Just as there is a weight to Hysteria’s jewelry pieces in both mass and meaning, Ansell says her shift into jewelry comes from a heavy place. Ansell’s sister has been diagnosed with myalgic encephalomyelitis/chronic fatigue syndrome. In the past, when women sought help with symptoms of the disease, doctors often dismissed them as “hysteria.”

“In a way, it’s an ode to her experience and, more largely, the female experience,” Ansell says of her jewelry company. “The history of women spans every culture and every era, and each one has its own visual language, its own symbols, and its own aesthetic.”

She has researched and experimented with styles of these different eras for her jewelry design. In one example, Hysteria has reclaimed cameos as modern and chic.

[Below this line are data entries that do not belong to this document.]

//! # Fetch Domain Model
//!
//! Tagged response and error types shared by every data source and every
//! cache/network strategy. A cache lookup, a network request and a cache
//! write all report back through a [`SealedResponse`], so strategies can
//! route results without knowing where they came from.

use serde::{Deserialize, Serialize};

// =============================================================================
// ERRORS
// =============================================================================

/// Failure kinds a data source can report.
///
/// The set is closed. Strategies forward or drop these values but never
/// create or interpret them; classification is up to the source.
#[derive(Debug, Clone, PartialEq, Eq, Hash, Serialize, Deserialize, thiserror::Error)]
#[serde(tag = "kind", rename_all = "SCREAMING_SNAKE_CASE")]
pub enum RequestError {
    #[error("Unknown error")]
    Unknown,

    #[error("No internet connection")]
    NoInternet,

    #[error("Server error")]
    Server,

    #[error("HTTP error {code}: {message}")]
    Http { code: u16, message: String },
}

impl RequestError {
    /// Short, stable name of the error kind
    pub fn as_str(&self) -> &'static str {
        match self {
            Self::Unknown => "UNKNOWN",
            Self::NoInternet => "NO_INTERNET",
            Self::Server => "SERVER",
            Self::Http { .. } => "HTTP",
        }
    }
}

// =============================================================================
// RESPONSES
// =============================================================================

/// Outcome of a single data-source operation.
///
/// Exactly one variant is ever present. The payload is only reachable
/// through a `match` (or the accessors below, which match internally).
#[derive(Debug, Clone, PartialEq, Eq, Serialize, Deserialize)]
#[serde(tag = "status", content = "payload", rename_all = "snake_case")]
pub enum SealedResponse<T> {
    Success(T),
    Error(RequestError),
}

impl<T> SealedResponse<T> {
    #[must_use]
    pub const fn is_success(&self) -> bool {
        matches!(self, Self::Success(_))
    }

    #[must_use]
    pub const fn is_error(&self) -> bool {
        matches!(self, Self::Error(_))
    }

    /// Borrow the payload of a successful response
    pub const fn data(&self) -> Option<&T> {
        match self {
            Self::Success(data) => Some(data),
            Self::Error(_) => None,
        }
    }

    /// Take the payload of a successful response
    pub fn into_data(self) -> Option<T> {
        match self {
            Self::Success(data) => Some(data),
            Self::Error(_) => None,
        }
    }

    pub const fn error(&self) -> Option<&RequestError> {
        match self {
            Self::Success(_) => None,
            Self::Error(error) => Some(error),
        }
    }

    /// Transform the payload, leaving errors untouched
    pub fn map<U>(self, f: impl FnOnce(T) -> U) -> SealedResponse<U> {
        match self {
            Self::Success(data) => SealedResponse::Success(f(data)),
            Self::Error(error) => SealedResponse::Error(error),
        }
    }

    pub fn into_result(self) -> Result<T, RequestError> {
        match self {
            Self::Success(data) => Ok(data),
            Self::Error(error) => Err(error),
        }
    }
}

impl<T> From<Result<T, RequestError>> for SealedResponse<T> {
    fn from(result: Result<T, RequestError>) -> Self {
        match result {
            Ok(data) => Self::Success(data),
            Err(error) => Self::Error(error),
        }
    }
}

#[cfg(test)]
mod tests {
    use super::*;
    use fake::{Fake, Faker};

    #[test]
    fn test_error_has_no_data() {
        let response: SealedResponse<String> = SealedResponse::Error(RequestError::Server);

        assert!(response.is_error());
        assert_eq!(response.data(), None);
        assert_eq!(response.error(), Some(&RequestError::Server));
    }

    #[test]
    fn test_map_keeps_error() {
        let response: SealedResponse<u32> = SealedResponse::Error(RequestError::NoInternet);

        let mapped = response.map(|n| n * 2);
        assert_eq!(mapped, SealedResponse::Error(RequestError::NoInternet));
    }

    #[test]
    fn test_result_conversion() {
        let body: String = Faker.fake();
        let response = SealedResponse::from(Ok::<_, RequestError>(body.clone()));

        assert_eq!(response.clone().into_data(), Some(body.clone()));
        assert_eq!(response.into_result(), Ok(body));
    }

    #[test]
    fn test_http_error_display() {
        let error = RequestError::Http {
            code: 503,
            message: "unavailable".to_string(),
        };

        assert_eq!(error.to_string(), "HTTP error 503: unavailable");
        assert_eq!(error.as_str(), "HTTP");
    }

    #[test]
    fn test_serde_shape() {
        let ok = SealedResponse::Success(vec![1, 2, 3]);
        let json = serde_json::to_value(&ok).unwrap();
        assert_eq!(json, serde_json::json!({ "status": "success", "payload": [1, 2, 3] }));

        let err: SealedResponse<Vec<i32>> = SealedResponse::Error(RequestError::Http {
            code: 404,
            message: "missing".to_string(),
        });
        let json = serde_json::to_value(&err).unwrap();
        assert_eq!(
            json,
            serde_json::json!({
                "status": "error",
                "payload": { "kind": "HTTP", "code": 404, "message": "missing" }
            })
        );

        let back: SealedResponse<Vec<i32>> = serde_json::from_value(json).unwrap();
        assert_eq!(back, err);
    }
}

Hysteria Chandelier earring
Hysteria Warm Cascade chandelier earrings ($550) with hand-carved bone cameo, coral, carnelian, and peach moonstone in gold-platedsterling silver 

Ansell is the youngest of three siblings, and was born and raised in Cincinnati. Growing up, her weekends centered on crafts—ranging from using duct tape in creations to making pottery. And, in a hint of her future career, her materials included beads from a local bead shop.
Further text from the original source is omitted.